I wrote a program that calls fork() two times, generating three children and a parent.

#include <stdio.h>
#include <stdlib.h>
#include <unistd.h>
#include <sys/wait.h>

int main() {
    int child1 = fork();
    int child2 = fork();

    // Check for error
    if (child1 < 0 || child2 < 0) {
        fprintf(stderr, "A fork failed :(\n");
        exit(1);
    }

    // Parent Process
    if (child1 > 0 && child2 > 0) {
        waitpid(child1, NULL, 0);
        waitpid(child2, NULL, 0);
        printf("I'm the parent\n");
    }
    // Child B -- CONFUSION AREA --
    else if (child1 > 0 && child2 == 0) {
        waitpid(child1, NULL, 0); // Not waiting for process to finish
        printf("I'm child B\n");
    }
    // Child A
    else if (child1 == 0 && child2 > 0) {
        waitpid(child2, NULL, 0);
        printf("I'm child A\n");
    }
    // Child C
    else if (child1 == 0 && child2 == 0) {            
        printf("I'm child C\n");
    }

    return 0;
}

I'm trying to print out

I'm child C
I'm child A
I'm child B
I'm the parent

but instead, the program prints out

I'm child B
I'm child C
I'm child A
I'm the parent

I'm confused why child B isn't waiting for child1process to finish?

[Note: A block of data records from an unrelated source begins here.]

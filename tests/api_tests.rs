// tests/api_tests.rs

use quiz_backend::{config::Config, routes, state::AppState};
use sqlx::sqlite::SqlitePoolOptions;

/// Helper function to spawn the app on a random port for testing.
/// Returns the base URL (e.g., "http://127.0.0.1:12345").
///
/// Each test gets its own in-memory SQLite database; a single pooled
/// connection keeps it alive for the lifetime of the test.
async fn spawn_app() -> String {
    // 1. Create a pool
    let pool = SqlitePoolOptions::new()
        .max_connections(1)
        .connect("sqlite::memory:")
        .await
        .expect("Failed to open in-memory SQLite database");

    // 2. Run migrations
    sqlx::migrate!("./migrations")
        .run(&pool)
        .await
        .expect("Failed to migrate database");

    // 3. Create test configuration and state
    let config = Config {
        database_url: "sqlite::memory:".to_string(),
        port: 0,
        rust_log: "error".to_string(),
    };

    let state = AppState { pool, config };

    // 4. Create the router with the app state
    let app = routes::create_router(state);

    // 5. Bind to port 0 to get a random available port
    let listener = tokio::net::TcpListener::bind("127.0.0.1:0")
        .await
        .expect("Failed to bind random port");

    let port = listener.local_addr().unwrap().port();
    let address = format!("http://127.0.0.1:{}", port);

    // 6. Spawn the server in the background
    tokio::spawn(async move {
        axum::serve(listener, app).await.unwrap();
    });

    address
}

fn sample_quiz_body() -> serde_json::Value {
    serde_json::json!({
        "title": "Arithmetic",
        "questions": [
            { "question": "2+2?", "options": ["3", "4", "5", "6"], "correct": 1 }
        ]
    })
}

/// Creates a quiz and returns its id.
async fn create_quiz(client: &reqwest::Client, address: &str, body: serde_json::Value) -> String {
    let response = client
        .post(format!("{}/api/quizzes", address))
        .json(&body)
        .send()
        .await
        .expect("Failed to execute request");

    assert_eq!(response.status().as_u16(), 201);
    let json: serde_json::Value = response.json().await.unwrap();
    json["id"].as_str().expect("id not found").to_string()
}

#[tokio::test]
async fn home_banner_works() {
    // Arrange
    let address = spawn_app().await;
    let client = reqwest::Client::new();

    // Act
    let response = client
        .get(&address)
        .send()
        .await
        .expect("Failed to execute request");

    // Assert
    assert_eq!(response.status().as_u16(), 200);
    assert_eq!(response.text().await.unwrap(), "Quiz API is running!");
}

#[tokio::test]
async fn create_and_fetch_quiz_works() {
    // Arrange
    let address = spawn_app().await;
    let client = reqwest::Client::new();

    // Act
    let id = create_quiz(&client, &address, sample_quiz_body()).await;

    let response = client
        .get(format!("{}/api/quizzes/{}", address, id))
        .send()
        .await
        .expect("Failed to execute request");

    // Assert
    assert_eq!(response.status().as_u16(), 200);
    let quiz: serde_json::Value = response.json().await.unwrap();
    assert_eq!(quiz["id"], id.as_str());
    // The stored title carries the creation-timestamp prefix.
    assert!(quiz["title"].as_str().unwrap().ends_with("Arithmetic"));
    assert_eq!(quiz["questions"][0]["question"], "2+2?");
    assert_eq!(quiz["questions"][0]["correct"], 1);
}

#[tokio::test]
async fn get_unknown_quiz_returns_404() {
    let address = spawn_app().await;
    let client = reqwest::Client::new();

    let response = client
        .get(format!("{}/api/quizzes/nonexistent-id", address))
        .send()
        .await
        .expect("Failed to execute request");

    assert_eq!(response.status().as_u16(), 404);
}

#[tokio::test]
async fn create_quiz_fails_validation() {
    // Arrange
    let address = spawn_app().await;
    let client = reqwest::Client::new();

    // Act: correct answer text not among the options
    let response = client
        .post(format!("{}/api/quizzes", address))
        .json(&serde_json::json!({
            "title": "Broken",
            "questions": [
                { "question": "2+2?", "options": ["3", "4"], "correct": "7" }
            ]
        }))
        .send()
        .await
        .expect("Failed to execute request");

    // Assert
    assert_eq!(response.status().as_u16(), 400);
}

#[tokio::test]
async fn create_quiz_without_title_fails() {
    let address = spawn_app().await;
    let client = reqwest::Client::new();

    let response = client
        .post(format!("{}/api/quizzes", address))
        .json(&serde_json::json!({
            "questions": [
                { "question": "2+2?", "options": ["3", "4"], "correct": 1 }
            ]
        }))
        .send()
        .await
        .expect("Failed to execute request");

    assert_eq!(response.status().as_u16(), 400);
}

#[tokio::test]
async fn submit_correct_index_scores_full() {
    // Arrange
    let address = spawn_app().await;
    let client = reqwest::Client::new();
    let id = create_quiz(&client, &address, sample_quiz_body()).await;

    // Act
    let response = client
        .post(format!("{}/api/quizzes/{}/submit", address, id))
        .json(&serde_json::json!({ "answers": { "0": 1 } }))
        .send()
        .await
        .expect("Failed to execute request");

    // Assert
    assert_eq!(response.status().as_u16(), 201);
    let record: serde_json::Value = response.json().await.unwrap();
    assert_eq!(record["score"], 1);
    assert_eq!(record["total"], 1);
    assert_eq!(record["percentage"], 100.0);
    assert_eq!(record["details"][0]["is_correct"], true);
    assert_eq!(record["user_name"], "Anonym");
}

#[tokio::test]
async fn submit_wrong_text_scores_zero() {
    let address = spawn_app().await;
    let client = reqwest::Client::new();
    let id = create_quiz(&client, &address, sample_quiz_body()).await;

    let response = client
        .post(format!("{}/api/quizzes/{}/submit", address, id))
        .json(&serde_json::json!({ "answers": { "0": "5" }, "user_name": "Ada" }))
        .send()
        .await
        .expect("Failed to execute request");

    assert_eq!(response.status().as_u16(), 201);
    let record: serde_json::Value = response.json().await.unwrap();
    assert_eq!(record["score"], 0);
    assert_eq!(record["total"], 1);
    assert_eq!(record["percentage"], 0.0);
    assert_eq!(record["user_name"], "Ada");
}

#[tokio::test]
async fn omitted_question_grades_incorrect() {
    // Arrange: two-question quiz, submission only answers question 0
    let address = spawn_app().await;
    let client = reqwest::Client::new();
    let id = create_quiz(
        &client,
        &address,
        serde_json::json!({
            "title": "Two questions",
            "questions": [
                { "question": "2+2?", "options": ["3", "4", "5", "6"], "correct": 1 },
                { "question": "1+1?", "options": ["2", "3"], "correct": "2" }
            ]
        }),
    )
    .await;

    // Act
    let response = client
        .post(format!("{}/api/quizzes/{}/submit", address, id))
        .json(&serde_json::json!({ "answers": { "0": 1 } }))
        .send()
        .await
        .expect("Failed to execute request");

    // Assert
    let record: serde_json::Value = response.json().await.unwrap();
    assert_eq!(record["score"], 1);
    assert_eq!(record["total"], 2);
    assert_eq!(record["percentage"], 50.0);
    assert_eq!(record["details"][0]["is_correct"], true);
    assert_eq!(record["details"][1]["is_correct"], false);
}

#[tokio::test]
async fn submit_to_unknown_quiz_returns_404() {
    let address = spawn_app().await;
    let client = reqwest::Client::new();

    let response = client
        .post(format!("{}/api/quizzes/nonexistent-id/submit", address))
        .json(&serde_json::json!({ "answers": { "0": 1 } }))
        .send()
        .await
        .expect("Failed to execute request");

    assert_eq!(response.status().as_u16(), 404);
}

#[tokio::test]
async fn submit_without_answers_fails_validation() {
    let address = spawn_app().await;
    let client = reqwest::Client::new();
    let id = create_quiz(&client, &address, sample_quiz_body()).await;

    let response = client
        .post(format!("{}/api/quizzes/{}/submit", address, id))
        .json(&serde_json::json!({ "user_name": "Ada" }))
        .send()
        .await
        .expect("Failed to execute request");

    assert_eq!(response.status().as_u16(), 400);

    // No result row was created for the rejected submission.
    let results: serde_json::Value = client
        .get(format!("{}/api/quizzes/{}/results", address, id))
        .send()
        .await
        .unwrap()
        .json()
        .await
        .unwrap();
    assert_eq!(results.as_array().unwrap().len(), 0);
}

#[tokio::test]
async fn results_flow_works() {
    // Arrange
    let address = spawn_app().await;
    let client = reqwest::Client::new();
    let id = create_quiz(&client, &address, sample_quiz_body()).await;

    let record: serde_json::Value = client
        .post(format!("{}/api/quizzes/{}/submit", address, id))
        .json(&serde_json::json!({ "answers": { "0": "4" }, "user_name": "Grace" }))
        .send()
        .await
        .unwrap()
        .json()
        .await
        .unwrap();
    let result_id = record["id"].as_i64().unwrap();

    // Act: list results for the quiz
    let results: serde_json::Value = client
        .get(format!("{}/api/quizzes/{}/results", address, id))
        .send()
        .await
        .unwrap()
        .json()
        .await
        .unwrap();

    // Assert
    let results = results.as_array().unwrap();
    assert_eq!(results.len(), 1);
    assert_eq!(results[0]["user_name"], "Grace");
    assert_eq!(results[0]["score"], 1);

    // Act: fetch the full record by id
    let response = client
        .get(format!("{}/api/results/{}", address, result_id))
        .send()
        .await
        .expect("Failed to execute request");

    assert_eq!(response.status().as_u16(), 200);
    let full: serde_json::Value = response.json().await.unwrap();
    assert_eq!(full["quiz_id"], id.as_str());
    assert_eq!(full["details"][0]["user_text"], "4");

    // Unknown result id is a 404.
    let response = client
        .get(format!("{}/api/results/999999", address))
        .send()
        .await
        .expect("Failed to execute request");
    assert_eq!(response.status().as_u16(), 404);
}

#[tokio::test]
async fn quiz_list_reports_attempt_stats() {
    // Arrange
    let address = spawn_app().await;
    let client = reqwest::Client::new();
    let id = create_quiz(&client, &address, sample_quiz_body()).await;

    for answer in [serde_json::json!(1), serde_json::json!("5")] {
        client
            .post(format!("{}/api/quizzes/{}/submit", address, id))
            .json(&serde_json::json!({ "answers": { "0": answer } }))
            .send()
            .await
            .expect("Failed to execute request");
    }

    // Act
    let summaries: serde_json::Value = client
        .get(format!("{}/api/quizzes", address))
        .send()
        .await
        .unwrap()
        .json()
        .await
        .unwrap();

    // Assert: summaries carry stats but never question bodies
    let summaries = summaries.as_array().unwrap();
    assert_eq!(summaries.len(), 1);
    assert_eq!(summaries[0]["id"], id.as_str());
    assert_eq!(summaries[0]["attempts"], 2);
    assert_eq!(summaries[0]["avg_success"], 50.0);
    assert!(summaries[0].get("questions").is_none());
}

#[tokio::test]
async fn repeat_submissions_reuse_the_same_user() {
    // Arrange
    let address = spawn_app().await;
    let client = reqwest::Client::new();
    let id = create_quiz(&client, &address, sample_quiz_body()).await;

    // Act: two submissions under the same display name
    let mut user_ids = Vec::new();
    for answer in [serde_json::json!(1), serde_json::json!("5")] {
        let record: serde_json::Value = client
            .post(format!("{}/api/quizzes/{}/submit", address, id))
            .json(&serde_json::json!({ "answers": { "0": answer }, "user_name": "Grace" }))
            .send()
            .await
            .expect("Failed to execute request")
            .json()
            .await
            .unwrap();
        user_ids.push(record["user_id"].as_i64().unwrap());
    }

    // Assert: deduplicated by name, both results reference one user row
    assert_eq!(user_ids[0], user_ids[1]);
}

#[tokio::test]
async fn results_for_unknown_quiz_returns_404() {
    let address = spawn_app().await;
    let client = reqwest::Client::new();

    let response = client
        .get(format!("{}/api/quizzes/nonexistent-id/results", address))
        .send()
        .await
        .expect("Failed to execute request");

    assert_eq!(response.status().as_u16(), 404);
}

I drew a process tree to try and understand what is going on, and my understanding is that it looks like:

/*

         Parent (15543)
         child1 = 15544;
         child2 = 15545
           /       \
          /         \
         /           \
        A (15544)     B (15545)
     child1 = 0;      child1 = 15544;
     child2 = 15546;  child2 = 0;
        /
       /
      /
     C (15546)
     child1 = 0;
     child2 = 0;


*/

CodePudding user response：

When child B calls waitpid() the call fails and returns -1 because the parent is already waiting on child A, and you can't reap a child process twice.

For the behavior you want, you may be better off using inter-process semaphores to synchronize your process execution. Try including semaphore.h and take a look at the documentation for sem_init().